Los conductos para salida de humos se utilizan para aspirar y evacuar el humo generado por un aparato de calefacción, como una estufa o una chimenea. Pueden ser rígidos o flexibles para adaptarse a la instalación.
Un conducto para salida de humos de la chimenea consta de varios elementos:
- Tubos rígidos o flexibles;
- bridas de sujeción para la conexión de tubos rígidos;
- abrazaderas de fijación;
- una placa de estanqueidad;
- una conexión inferior con una abrazadera de garras;
- sombrerete protector de lluvia que se instala en el exterior.
Los conductos de evacuación de humos tienen algunas características que deben conocerse:
- Pueden ser flexibles o rígidos;
- los modelos flexibles se utilizan en conductos no rectos de ladrillo o piedra;
- los tubos rígidos están hechos de diversos materiales, como hierro aluminizado o acero inoxidable;
- los modelos de doble pared aislados pueden costar 10 veces más que las versiones de pared simple, pero evitan cualquier riesgo de quemaduras;
- los modelos rígidos están disponibles en longitudes de 25 cm, 50 cm o 1 m;
- existen modelos de 83 mm, 97 mm, 111 mm, 125 mm, 139 mm, 153 mm, 180 mm o 200 mm de diámetro.
Para la instalación de un conducto de humos se utilizan diferentes accesorios:
- Una unión T de 3 vías para conectar 3 tuberías;
- codos lisos o plisados de 45°, 60°, 72° o 90°;
- manguitos macho-hembra, hembra-hembra o macho-macho sin reducción o de Ø97 - 83 mm;
- un tope para bloquear una salida no utilizada;
- un collarín;
- un accesorio anti-creosota para evitar la acumulación de hollín en el interior del conducto.

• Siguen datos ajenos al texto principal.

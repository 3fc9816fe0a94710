use evgate_core::config::PostgresConfig;
use sqlx::postgres::PgPoolOptions;
use sqlx::PgPool;
use tracing::{info, warn};

/// Create a PostgreSQL connection pool and run migrations.
/// Returns None when Postgres is not configured or unreachable; callers then
/// fall back to in-memory stores.
pub async fn init_pg_pool(config: &PostgresConfig) -> Option<PgPool> {
    if !config.is_configured() {
        warn!("PG_USERNAME not configured; using in-memory job and registry stores");
        return None;
    }

    let pool = match PgPoolOptions::new()
        .max_connections(config.max_connections)
        .connect(&config.connection_string())
        .await
    {
        Ok(pool) => pool,
        Err(e) => {
            warn!(host = %config.host, error = %e, "failed to connect to PostgreSQL; using in-memory stores");
            return None;
        }
    };
    info!(host = %config.host, database = %config.database, "PostgreSQL connected");

    match sqlx::migrate!("../../migrations").run(&pool).await {
        Ok(()) => {
            info!("database migrations applied");
            Some(pool)
        }
        Err(e) => {
            warn!(error = %e, "failed to run migrations; using in-memory stores");
            None
        }
    }
}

Hay algunos aspectos que hay que tener en cuenta a la hora de instalar este sistema:
- Debe respetarse una distancia de seguridad de 10 cm entre la pared exterior del tubo y los materiales combustibles;
- los modelos aislados son más adecuados para una instalación expuesta;
- el dispositivo no debe tener más de dos codos de 45°;
- la sección mínima de la tubería debe ser de 150 mm para una chimenea, estufa o insert que funcione con una puerta cerrada, y de 180 mm para cualquier calefactor que pueda funcionar con la puerta abierta.
El conducto de salida de humos a colocar depende principalmente de la instalación existente, en particular del sistema de calefacción (chimenea, insert o estufa). Además, un kit de deshollinador es esencial para su mantenimiento.